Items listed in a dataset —
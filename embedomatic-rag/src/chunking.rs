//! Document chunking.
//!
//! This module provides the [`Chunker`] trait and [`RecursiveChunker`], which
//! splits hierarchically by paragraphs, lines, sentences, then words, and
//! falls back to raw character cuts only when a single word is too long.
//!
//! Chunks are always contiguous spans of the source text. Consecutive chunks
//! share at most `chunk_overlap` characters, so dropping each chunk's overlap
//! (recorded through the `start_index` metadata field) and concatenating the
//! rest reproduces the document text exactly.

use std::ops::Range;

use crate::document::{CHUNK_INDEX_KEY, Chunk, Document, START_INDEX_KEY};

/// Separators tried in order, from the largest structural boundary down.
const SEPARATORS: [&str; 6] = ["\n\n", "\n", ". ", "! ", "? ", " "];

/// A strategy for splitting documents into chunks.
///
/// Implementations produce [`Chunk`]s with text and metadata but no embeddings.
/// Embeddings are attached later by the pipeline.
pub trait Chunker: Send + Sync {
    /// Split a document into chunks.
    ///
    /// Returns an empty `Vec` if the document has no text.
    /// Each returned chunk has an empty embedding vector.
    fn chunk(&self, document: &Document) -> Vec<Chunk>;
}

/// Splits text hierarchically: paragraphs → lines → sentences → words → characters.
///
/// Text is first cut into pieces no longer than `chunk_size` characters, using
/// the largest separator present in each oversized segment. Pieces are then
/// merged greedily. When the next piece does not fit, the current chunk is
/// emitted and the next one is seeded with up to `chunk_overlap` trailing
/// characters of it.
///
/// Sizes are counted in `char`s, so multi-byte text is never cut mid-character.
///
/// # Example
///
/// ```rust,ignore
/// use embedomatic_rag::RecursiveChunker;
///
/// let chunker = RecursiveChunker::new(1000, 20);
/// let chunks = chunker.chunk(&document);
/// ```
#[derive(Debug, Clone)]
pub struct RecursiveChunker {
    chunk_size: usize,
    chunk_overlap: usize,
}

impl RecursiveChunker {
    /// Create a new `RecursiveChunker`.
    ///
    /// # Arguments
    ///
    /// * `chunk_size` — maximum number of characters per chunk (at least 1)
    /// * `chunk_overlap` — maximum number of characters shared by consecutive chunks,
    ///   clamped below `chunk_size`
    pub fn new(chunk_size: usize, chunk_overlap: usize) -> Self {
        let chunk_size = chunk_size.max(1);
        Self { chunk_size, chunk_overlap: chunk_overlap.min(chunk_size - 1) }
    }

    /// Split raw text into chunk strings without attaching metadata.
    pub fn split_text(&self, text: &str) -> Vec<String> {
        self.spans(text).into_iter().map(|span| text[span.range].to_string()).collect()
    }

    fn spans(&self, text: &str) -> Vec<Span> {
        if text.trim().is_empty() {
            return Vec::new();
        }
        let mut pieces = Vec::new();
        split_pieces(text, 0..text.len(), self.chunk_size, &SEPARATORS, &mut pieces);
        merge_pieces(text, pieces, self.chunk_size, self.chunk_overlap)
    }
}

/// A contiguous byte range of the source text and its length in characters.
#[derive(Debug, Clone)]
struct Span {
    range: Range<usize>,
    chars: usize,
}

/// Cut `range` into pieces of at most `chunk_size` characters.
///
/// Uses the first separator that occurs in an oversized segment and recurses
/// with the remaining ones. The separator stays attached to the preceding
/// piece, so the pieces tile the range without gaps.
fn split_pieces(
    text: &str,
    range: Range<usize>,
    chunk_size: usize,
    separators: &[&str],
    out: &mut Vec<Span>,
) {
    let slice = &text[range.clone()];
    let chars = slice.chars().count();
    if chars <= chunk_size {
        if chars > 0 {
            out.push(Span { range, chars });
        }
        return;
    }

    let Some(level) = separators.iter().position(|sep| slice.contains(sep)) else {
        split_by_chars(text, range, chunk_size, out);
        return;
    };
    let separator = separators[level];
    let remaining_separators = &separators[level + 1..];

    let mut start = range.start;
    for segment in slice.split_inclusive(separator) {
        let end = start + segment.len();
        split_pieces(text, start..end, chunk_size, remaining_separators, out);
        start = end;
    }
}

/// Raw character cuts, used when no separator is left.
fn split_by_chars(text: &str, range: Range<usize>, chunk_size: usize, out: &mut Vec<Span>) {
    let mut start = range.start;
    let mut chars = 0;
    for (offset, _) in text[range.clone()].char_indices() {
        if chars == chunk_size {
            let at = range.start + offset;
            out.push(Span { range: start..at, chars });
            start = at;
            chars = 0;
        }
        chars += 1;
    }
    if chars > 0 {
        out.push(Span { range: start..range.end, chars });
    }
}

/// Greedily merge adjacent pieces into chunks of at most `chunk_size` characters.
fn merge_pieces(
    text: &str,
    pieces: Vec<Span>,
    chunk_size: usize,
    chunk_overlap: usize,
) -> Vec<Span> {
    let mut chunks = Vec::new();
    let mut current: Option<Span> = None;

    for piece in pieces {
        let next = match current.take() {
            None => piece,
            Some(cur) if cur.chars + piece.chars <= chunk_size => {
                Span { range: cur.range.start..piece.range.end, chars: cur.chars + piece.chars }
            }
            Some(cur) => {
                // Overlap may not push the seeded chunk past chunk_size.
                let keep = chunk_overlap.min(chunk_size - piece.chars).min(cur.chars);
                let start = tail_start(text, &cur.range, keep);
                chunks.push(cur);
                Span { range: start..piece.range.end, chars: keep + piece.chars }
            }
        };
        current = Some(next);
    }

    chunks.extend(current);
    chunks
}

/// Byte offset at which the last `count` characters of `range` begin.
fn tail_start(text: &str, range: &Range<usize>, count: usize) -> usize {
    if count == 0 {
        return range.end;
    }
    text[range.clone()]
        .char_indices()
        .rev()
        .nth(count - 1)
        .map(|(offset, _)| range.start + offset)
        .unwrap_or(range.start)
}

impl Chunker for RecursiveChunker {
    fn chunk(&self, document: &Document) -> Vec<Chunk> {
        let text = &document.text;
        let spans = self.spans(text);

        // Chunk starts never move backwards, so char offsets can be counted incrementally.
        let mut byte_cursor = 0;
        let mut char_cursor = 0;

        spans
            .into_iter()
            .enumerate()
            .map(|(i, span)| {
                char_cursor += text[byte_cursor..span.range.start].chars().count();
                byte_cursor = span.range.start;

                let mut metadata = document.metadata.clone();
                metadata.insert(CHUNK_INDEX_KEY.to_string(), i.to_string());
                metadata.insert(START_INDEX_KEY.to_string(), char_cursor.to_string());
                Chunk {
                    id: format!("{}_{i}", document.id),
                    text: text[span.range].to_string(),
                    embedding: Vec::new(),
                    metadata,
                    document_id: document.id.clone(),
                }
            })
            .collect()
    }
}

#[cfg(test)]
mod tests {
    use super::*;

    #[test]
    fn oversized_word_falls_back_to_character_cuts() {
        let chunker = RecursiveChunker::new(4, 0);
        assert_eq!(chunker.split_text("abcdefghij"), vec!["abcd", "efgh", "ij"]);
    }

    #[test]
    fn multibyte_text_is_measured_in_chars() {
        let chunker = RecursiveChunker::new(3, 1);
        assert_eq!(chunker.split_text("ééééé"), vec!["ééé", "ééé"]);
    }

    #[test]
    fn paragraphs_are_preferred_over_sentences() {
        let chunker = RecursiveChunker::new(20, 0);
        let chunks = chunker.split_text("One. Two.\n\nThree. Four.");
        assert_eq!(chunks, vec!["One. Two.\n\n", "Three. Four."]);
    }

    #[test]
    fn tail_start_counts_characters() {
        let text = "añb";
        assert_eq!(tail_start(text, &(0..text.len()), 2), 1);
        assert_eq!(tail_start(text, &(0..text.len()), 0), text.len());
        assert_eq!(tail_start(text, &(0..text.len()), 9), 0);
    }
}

Task to carry out — When a line contains the string "spans", copy it from the records.

Task output —
//! Chunks are always contiguous spans of the source text. Consecutive chunks
        self.spans(text).into_iter().map(|span| text[span.range].to_string()).collect()
    fn spans(&self, text: &str) -> Vec<Span> {
        let spans = self.spans(text);
        spans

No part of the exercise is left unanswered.